Render of production system
Rendering of production system layout

First production system

The full production system added scope to provide visibility to key Statistical Process Control (SPC) values on the HMI and how they’re trending over time. Operators and management are also capable of viewing key production data on their mobile devices.

High Volume Production

After a successful Site Acceptance Test of the first production system, the customer wanted Automationnth to pursue a high volume system. As before, Automationnth  created a concept then developed a digital twin to rapidly prototype and optimize it.

Simulation of high volume production system

The high volume system requires little operator involvement. The operator only has to deliver additional trays to the systems every 7.5 minutes, allowing “lights out” automation.

To better understand how the automation would be integrated into the manufacturing environment, Automationnth utilized FlexSim software to create a simulated factory environment. Our simulation helped the team understand how operators would be able to run the system and how efficient they would be. It also confirmed the staffing levels required with lifelike, random circumstances.
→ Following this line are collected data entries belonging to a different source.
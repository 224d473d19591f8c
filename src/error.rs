use std::io;
use std::path::PathBuf;

use thiserror::Error;

/// Every failure mode named in the core's error-handling design: one variant
/// per design-level kind so callers can match on *what* failed, with the
/// underlying cause preserved for logging.
#[derive(Debug, Error)]
pub enum Error {
    #[error("cannot resolve user {user:?}: {reason}")]
    UserLookup { user: String, reason: String },

    #[error("cannot open cgroup directory {path:?}: {source}")]
    CgroupOpen { path: PathBuf, source: io::Error },

    #[error("cannot write cgroup file {path:?}: {source}")]
    CgroupWrite { path: PathBuf, source: io::Error },

    #[error("cannot read cgroup file {path:?}: {source}")]
    CgroupRead { path: PathBuf, source: io::Error },

    #[error("cannot spawn task: {source}")]
    Spawn { source: nix::errno::Errno },

    #[error("invalid access spec {spec:?}: {reason}")]
    InvalidAccessSpec { spec: String, reason: String },

    #[error("landlock ruleset could not be applied: {source}")]
    LandlockApply {
        #[source]
        source: landlock::RulesetError,
    },

    #[error("command {command:?} not found on PATH")]
    CommandResolve { command: String },

    #[error("unsupported signal name {name:?}")]
    UnsupportedSignal { name: String },

    #[error("failed waiting for task: {source}")]
    WaitFailed { source: nix::errno::Errno },

    #[error("failed delivering signal to task process group: {source}")]
    SignalDelivery { source: nix::errno::Errno },

    #[error("shim did not exec the target command before its expiration timer fired")]
    ShimExpired,

    #[error("shim argv is malformed: {reason}")]
    ShimArgv { reason: String },
}

impl Error {
    pub(crate) fn cgroup_open(path: impl Into<PathBuf>, source: io::Error) -> Self {
        Self::CgroupOpen {
            path: path.into(),
            source,
        }
    }

    pub(crate) fn cgroup_write(path: impl Into<PathBuf>, source: io::Error) -> Self {
        Self::CgroupWrite {
            path: path.into(),
            source,
        }
    }

    pub(crate) fn cgroup_read(path: impl Into<PathBuf>, source: io::Error) -> Self {
        Self::CgroupRead {
            path: path.into(),
            source,
        }
    }
}
use std::ffi::CString;
use std::path::{Path, PathBuf};

use landlock::{
    Access, AccessFs, PathBeneath, PathFd, Ruleset, RulesetAttr, RulesetCreatedAttr, ABI,
};
use nix::unistd::{alarm, execvpe};

use crate::access::{self, AccessSpec};
use crate::error::Error;

/// The subcommand name the host binary's argv dispatch recognizes before
/// doing anything else — the top-of-main branch the design notes describe.
pub const SUBCOMMAND: &str = "__sbox_shim";

/// Self-expiration window: if the shim has not `execve`d by the time this
/// fires, the default `SIGALRM` disposition kills the process. This is the
/// backstop against a shim that hangs resolving Landlock rules or the
/// target command and never hands control to the workload.
const EXPIRATION_SECONDS: u32 = 1;

/// Exit status for every fatal shim condition (§6: insufficient argv,
/// Landlock apply failure, command resolution failure, `execve` failure,
/// self-expiration). The shim never returns on a successful path — `execve`
/// replaces the process image — so one code for every failure kind is
/// sufficient; the real cause is logged before exit, not encoded in the
/// status.
pub const EXIT_FAILURE: i32 = 111;

const LANDLOCK_ABI: ABI = ABI::V5;

/// Runs the shim body given its own argv (i.e. everything the host binary
/// received after the subcommand token: `[<defaults-bool>, <path-specs…>,
/// "--", <cmd>, <cmd-args…>]`). Never returns: either `execve` replaces this
/// process, or a fatal condition exits it with [`EXIT_FAILURE`].
pub fn run(shim_args: &[String]) -> ! {
    match run_inner(shim_args) {
        Ok(never) => match never {},
        Err(err) => {
            tracing::error!(error = %err, "shim failed before exec");
            std::process::exit(EXIT_FAILURE);
        }
    }
}

fn run_inner(shim_args: &[String]) -> Result<std::convert::Infallible, Error> {
    // Step 1: self-expiration timer.
    alarm::set(EXPIRATION_SECONDS);

    // Step 2: validate argv length (§6: fewer than 5 remaining tokens is fatal).
    if shim_args.len() < 5 {
        return Err(Error::ShimArgv {
            reason: format!(
                "expected at least 5 tokens after the subcommand, got {}",
                shim_args.len()
            ),
        });
    }

    // Step 3: parse the defaults-bool.
    let defaults = match shim_args[0].as_str() {
        "true" => true,
        "false" => false,
        other => {
            return Err(Error::ShimArgv {
                reason: format!("defaults flag must be \"true\" or \"false\", got {other:?}"),
            })
        }
    };

    // Step 4: split on the first "--" sentinel.
    let rest = &shim_args[1..];
    let sep = rest
        .iter()
        .position(|a| a == "--")
        .ok_or_else(|| Error::ShimArgv {
            reason: "missing `--` separator before the command".to_owned(),
        })?;
    let (path_spec_args, after_sep) = rest.split_at(sep);
    let cmd = &after_sep[1..];
    if cmd.is_empty() {
        return Err(Error::ShimArgv {
            reason: "no command given after `--`".to_owned(),
        });
    }

    // Step 5: convert path-specs into access specs (fatal on parse error).
    let mut specs = access::parse_all(path_spec_args)?;
    for spec in &specs {
        access::existing_path(spec)?;
    }

    // Step 6: append baseline rules when requested.
    if defaults {
        specs.extend(baseline_rules());
    }

    // Step 7: apply Landlock in mandatory mode.
    apply_landlock(&specs)?;

    // Step 8: resolve the command on PATH, post-lockdown.
    let resolved = resolve_on_path(&cmd[0])?;

    // Disarm the expiration timer: from here on we are one step from exec.
    alarm::cancel();

    // Step 9: execve, replacing this process image.
    let filename = CString::new(resolved.as_os_str().as_encoded_bytes())
        .map_err(|_| Error::CommandResolve {
            command: cmd[0].clone(),
        })?;
    let mut argv = vec![filename.clone()];
    argv.extend(
        cmd[1..]
            .iter()
            .map(|a| CString::new(a.as_bytes()).unwrap_or_default()),
    );
    let envp: Vec<CString> = std::env::vars()
        .map(|(k, v)| CString::new(format!("{k}={v}")).unwrap_or_default())
        .collect();
    execvpe(&filename, &argv, &envp).map_err(|source| Error::Spawn { source })
}

/// Baseline rules appended when `defaults` is requested: shared libraries,
/// stdio devices, the system temp directory, DNS resolution support, CA
/// certificate bundles, and read-exec on the standard binary directories.
/// Paths that don't exist on this host are skipped rather than failing —
/// unlike user-supplied specs, these are best-effort conveniences.
fn baseline_rules() -> Vec<AccessSpec> {
    use access::AccessModes as M;
    let entries: &[(&str, M)] = &[
        ("/lib", M::READ),
        ("/lib64", M::READ),
        ("/usr/lib", M::READ),
        ("/usr/lib64", M::READ),
        ("/dev/null", M::READ | M::WRITE),
        ("/dev/zero", M::READ | M::WRITE),
        ("/dev/full", M::READ | M::WRITE),
        ("/dev/random", M::READ),
        ("/dev/urandom", M::READ),
        ("/dev/tty", M::READ | M::WRITE),
        ("/tmp", M::READ | M::WRITE),
        ("/etc/resolv.conf", M::READ),
        ("/etc/nsswitch.conf", M::READ),
        ("/etc/hosts", M::READ),
        ("/etc/ssl/certs", M::READ),
        ("/etc/pki", M::READ),
        ("/bin", M::READ | M::EXECUTE),
        ("/usr/bin", M::READ | M::EXECUTE),
        ("/usr/local/bin", M::READ | M::EXECUTE),
    ];
    entries
        .iter()
        .filter(|(path, _)| Path::new(path).exists())
        .map(|(path, modes)| AccessSpec::new(*path, *modes))
        .collect()
}

#[tracing::instrument(level = "debug", skip(specs), fields(rule_count = specs.len()))]
fn apply_landlock(specs: &[AccessSpec]) -> Result<(), Error> {
    let ruleset = Ruleset::default()
        .handle_access(AccessFs::from_all(LANDLOCK_ABI))
        .and_then(|r| r.create())
        .map_err(|source| Error::LandlockApply { source })?;
    let mut created = ruleset;
    for spec in specs {
        let access = access_for(spec, LANDLOCK_ABI);
        let path_fd = PathFd::new(&spec.path).map_err(|_| Error::InvalidAccessSpec {
            spec: spec.to_arg(),
            reason: "cannot open path for Landlock rule".to_owned(),
        })?;
        created = created
            .add_rule(PathBeneath::new(path_fd, access))
            .map_err(|source| Error::LandlockApply { source })?;
    }
    created
        .restrict_self()
        .map_err(|source| Error::LandlockApply { source })?;
    tracing::debug!("landlock ruleset restricted");
    Ok(())
}

fn access_for(spec: &AccessSpec, abi: ABI) -> AccessFs {
    use access::AccessModes as M;
    let is_dir = spec.is_dir();
    let mut access = AccessFs::empty();
    if spec.modes.contains(M::READ) {
        access |= if is_dir {
            AccessFs::from_read(abi)
        } else {
            AccessFs::ReadFile
        };
    }
    if spec.modes.contains(M::WRITE) {
        access |= if is_dir {
            AccessFs::from_write(abi)
        } else {
            AccessFs::WriteFile
        };
    }
    if spec.modes.contains(M::EXECUTE) {
        access |= AccessFs::Execute;
    }
    access
}

/// Resolves `command` to an absolute path using the current `PATH`. Runs
/// after Landlock is locked in: the lookup itself must still succeed under
/// the granted rules, which is why the baseline rule set always includes
/// read-exec on the standard binary directories.
fn resolve_on_path(command: &str) -> Result<PathBuf, Error> {
    let candidate = Path::new(command);
    if candidate.is_absolute() || command.contains('/') {
        return if candidate.is_file() {
            Ok(candidate.to_owned())
        } else {
            Err(Error::CommandResolve {
                command: command.to_owned(),
            })
        };
    }
    let path_var = std::env::var("PATH").unwrap_or_default();
    for dir in path_var.split(':') {
        if dir.is_empty() {
            continue;
        }
        let candidate = Path::new(dir).join(command);
        if candidate.is_file() {
            return Ok(candidate);
        }
    }
    Err(Error::CommandResolve {
        command: command.to_owned(),
    })
}

#[cfg(test)]
mod tests {
    use super::*;

    #[test]
    fn resolves_absolute_paths_directly() {
        assert_eq!(resolve_on_path("/bin/sh").unwrap(), PathBuf::from("/bin/sh"));
    }

    #[test]
    fn rejects_absolute_path_that_does_not_exist() {
        assert!(matches!(
            resolve_on_path("/no/such/binary"),
            Err(Error::CommandResolve { .. })
        ));
    }

    #[test]
    fn rejects_unknown_command() {
        assert!(matches!(
            resolve_on_path("definitely-not-a-real-binary-xyz"),
            Err(Error::CommandResolve { .. })
        ));
    }

    #[test]
    fn baseline_rules_skip_absent_paths() {
        let rules = baseline_rules();
        assert!(rules.iter().all(|spec| spec.exists()));
    }
}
Simulation of plant operating environment
Rendering of high volume production system

Summary

This project illustrated the unique strengths of Automationnth , including:

  • Creating an automation concept that exceeds the customer’s expectations
  • Managing risk through our rigorous methodology
  • Customer collaboration to deeply understand requirements
  • Compressing project schedules through rapid prototyping and use of digital twins
  • Managing mechanical partners on a complex turnkey project
  • High precision assembly of medical devices
  • Production data integration into customer databases

Strategic partnership with the customer was incredibly important for the project’s success. The customer engaged us upstream in the automation development process, which enabled us to greatly decrease the project’s risk. The trust built between the two companies also enabled a free flow of ideas and collective problem solving and led to a project that was on schedule and within budget.